病院では奥さんに対して今後の説明や各書類への署名が矢継ぎ早にわめき立てられ、その度に彼女は
「また今日の日付を書くんですか?今日私の誕生日なんですよ」
とため息を吐いていた。
遺体の確認の時
「ねぇ、こんな所で何してんの?こんな誕生日プレゼントいらないんですけど」
と真顔で言うくらい実感のないまま、検死解剖やら葬儀やら遺体の安置にかかる費用やらを説明され死という事実だけが他人事みたいに積み重ねられていく。

良い所出の一人娘のお嬢様。
自他共に認める『何もできない』人。
叔父は彼女を一生守り全ての面倒をみる覚悟で嫁にもらった。
実際大学卒業後結婚してからほぼずっと専業主婦(なお家事はほとんどしない)であり、生活にまつわる手続きの全てを叔父が行っていた。

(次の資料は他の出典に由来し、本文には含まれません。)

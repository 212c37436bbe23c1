//! Clap derive structures for the `scanlink` CLI.
//!
//! Defines the command tree, global flags, and shared types. Kept free of
//! crate-internal imports so `build.rs` can include it for man pages.

use clap::{Args, Parser, Subcommand, ValueEnum};

// ── Top-Level CLI ────────────────────────────────────────────────────

/// scanlink -- tail the dashboard's real-time event channel
#[derive(Debug, Parser)]
#[command(
    name = "scanlink",
    version,
    about = "Watch and drive the dashboard's real-time event channel",
    long_about = "Opens the dashboard's persistent event channel, keeps it alive across\n\
        network blips with bounded automatic reconnection, subscribes to\n\
        per-scan updates, and prints every event as it arrives.",
    propagate_version = true,
    subcommand_required = true,
    arg_required_else_help = true
)]
pub struct Cli {
    #[command(flatten)]
    pub global: GlobalOpts,

    #[command(subcommand)]
    pub command: Command,
}

// ── Global Options ───────────────────────────────────────────────────

#[derive(Debug, Args)]
pub struct GlobalOpts {
    /// Channel profile to use
    #[arg(long, short = 'p', env = "SCANLINK_PROFILE", global = true)]
    pub profile: Option<String>,

    /// Dashboard origin, e.g. https://dashboard.example.com (overrides profile)
    #[arg(long, env = "SCANLINK_ORIGIN", global = true)]
    pub origin: Option<String>,

    /// Endpoint path on the origin host (overrides profile)
    #[arg(long, env = "SCANLINK_PATH", global = true)]
    pub path: Option<String>,

    /// Output format [default: from config, else plain]
    #[arg(long, short = 'o', env = "SCANLINK_OUTPUT", global = true)]
    pub output: Option<OutputFormat>,

    /// When to use color output [default: from config, else auto]
    #[arg(long, global = true)]
    pub color: Option<ColorMode>,

    /// Increase verbosity (-v, -vv, -vvv)
    #[arg(long, short = 'v', action = clap::ArgAction::Count, global = true)]
    pub verbose: u8,

    /// Suppress connection status lines on stderr
    #[arg(long, short = 'q', global = true)]
    pub quiet: bool,

    /// Seconds to wait for the channel to open
    #[arg(long, env = "SCANLINK_TIMEOUT", default_value = "10", global = true)]
    pub timeout: u64,
}

// ── Output & Color Enums ─────────────────────────────────────────────

#[derive(Debug, Clone, Copy, PartialEq, Eq, ValueEnum)]
pub enum OutputFormat {
    /// One line per event: time, type, payload (default)
    Plain,
    /// Pretty-printed JSON
    Json,
    /// Compact single-line JSON (one event per line)
    JsonCompact,
}

#[derive(Debug, Clone, Copy, PartialEq, Eq, ValueEnum)]
pub enum ColorMode {
    /// Auto-detect (color if terminal is interactive)
    Auto,
    /// Always emit color codes
    Always,
    /// Never emit color codes
    Never,
}

// ── Top-Level Command Enum ───────────────────────────────────────────

#[derive(Debug, Subcommand)]
pub enum Command {
    /// Connect and print events as they arrive
    #[command(alias = "w", alias = "tail")]
    Watch(WatchArgs),

    /// Connect, send one message, and exit
    Send(SendArgs),

    /// Manage CLI configuration
    Config(ConfigArgs),

    /// Generate shell completions
    Completions(CompletionsArgs),
}

// ━━━━━━━━━━━━━━━━━━━━━━━━━━━━━━━━━━━━━━━━━━━━━━━━━━━━━━━━━━━━━━━━━━
//  WATCH
// ━━━━━━━━━━━━━━━━━━━━━━━━━━━━━━━━━━━━━━━━━━━━━━━━━━━━━━━━━━━━━━━━━━

#[derive(Debug, Args)]
pub struct WatchArgs {
    /// Subscribe to updates for this scan (repeatable)
    #[arg(long = "scan", short = 's', value_name = "SCAN_ID")]
    pub scans: Vec<String>,

    /// Only print events of this type
    #[arg(long = "type", short = 't', value_name = "TYPE")]
    pub kind: Option<String>,

    /// Exit after printing this many events
    #[arg(long, short = 'n')]
    pub count: Option<usize>,
}

// ━━━━━━━━━━━━━━━━━━━━━━━━━━━━━━━━━━━━━━━━━━━━━━━━━━━━━━━━━━━━━━━━━━
//  SEND
// ━━━━━━━━━━━━━━━━━━━━━━━━━━━━━━━━━━━━━━━━━━━━━━━━━━━━━━━━━━━━━━━━━━

#[derive(Debug, Args)]
pub struct SendArgs {
    /// JSON object to send; must carry a "type" field
    #[arg(long, value_name = "OBJECT")]
    pub json: String,
}

// ━━━━━━━━━━━━━━━━━━━━━━━━━━━━━━━━━━━━━━━━━━━━━━━━━━━━━━━━━━━━━━━━━━
//  CONFIG
// ━━━━━━━━━━━━━━━━━━━━━━━━━━━━━━━━━━━━━━━━━━━━━━━━━━━━━━━━━━━━━━━━━━

#[derive(Debug, Args)]
pub struct ConfigArgs {
    #[command(subcommand)]
    pub command: ConfigCommand,
}

#[derive(Debug, Subcommand)]
pub enum ConfigCommand {
    /// Print the config file location
    Path,

    /// Display current resolved configuration
    Show,

    /// Create a config file with one profile
    Init {
        /// Profile name
        #[arg(long, default_value = "default")]
        name: String,

        /// Dashboard origin for the profile
        #[arg(long, default_value = "http://localhost:8000")]
        origin: String,

        /// Overwrite an existing config file
        #[arg(long)]
        force: bool,
    },

    /// List configured profiles
    Profiles,

    /// Set the default profile
    Use {
        /// Profile name to set as default
        name: String,
    },
}

// ━━━━━━━━━━━━━━━━━━━━━━━━━━━━━━━━━━━━━━━━━━━━━━━━━━━━━━━━━━━━━━━━━━
//  COMPLETIONS
// ━━━━━━━━━━━━━━━━━━━━━━━━━━━━━━━━━━━━━━━━━━━━━━━━━━━━━━━━━━━━━━━━━━

#[derive(Debug, Args)]
pub struct CompletionsArgs {
    /// Shell to generate completions for
    pub shell: clap_complete::Shell,
}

それは公共料金の支払いからビデオの録画に至るまで、本当に全て。
彼女は旦那とアニメやドラマを観たり植物の世話をしたり、どうぶつの森やドラクエビルダーズで家のデザインをする日々を送っていた。
子は持たずいわゆる友達夫婦のまま一緒に老いるはずだった。
50代後半にして、何も分からないお嬢様はたった1人社会に放り出された。

ドラマみたいな終わり方をした日常。
そしてフィクションみたいなステータスの一人暮らしが始まった。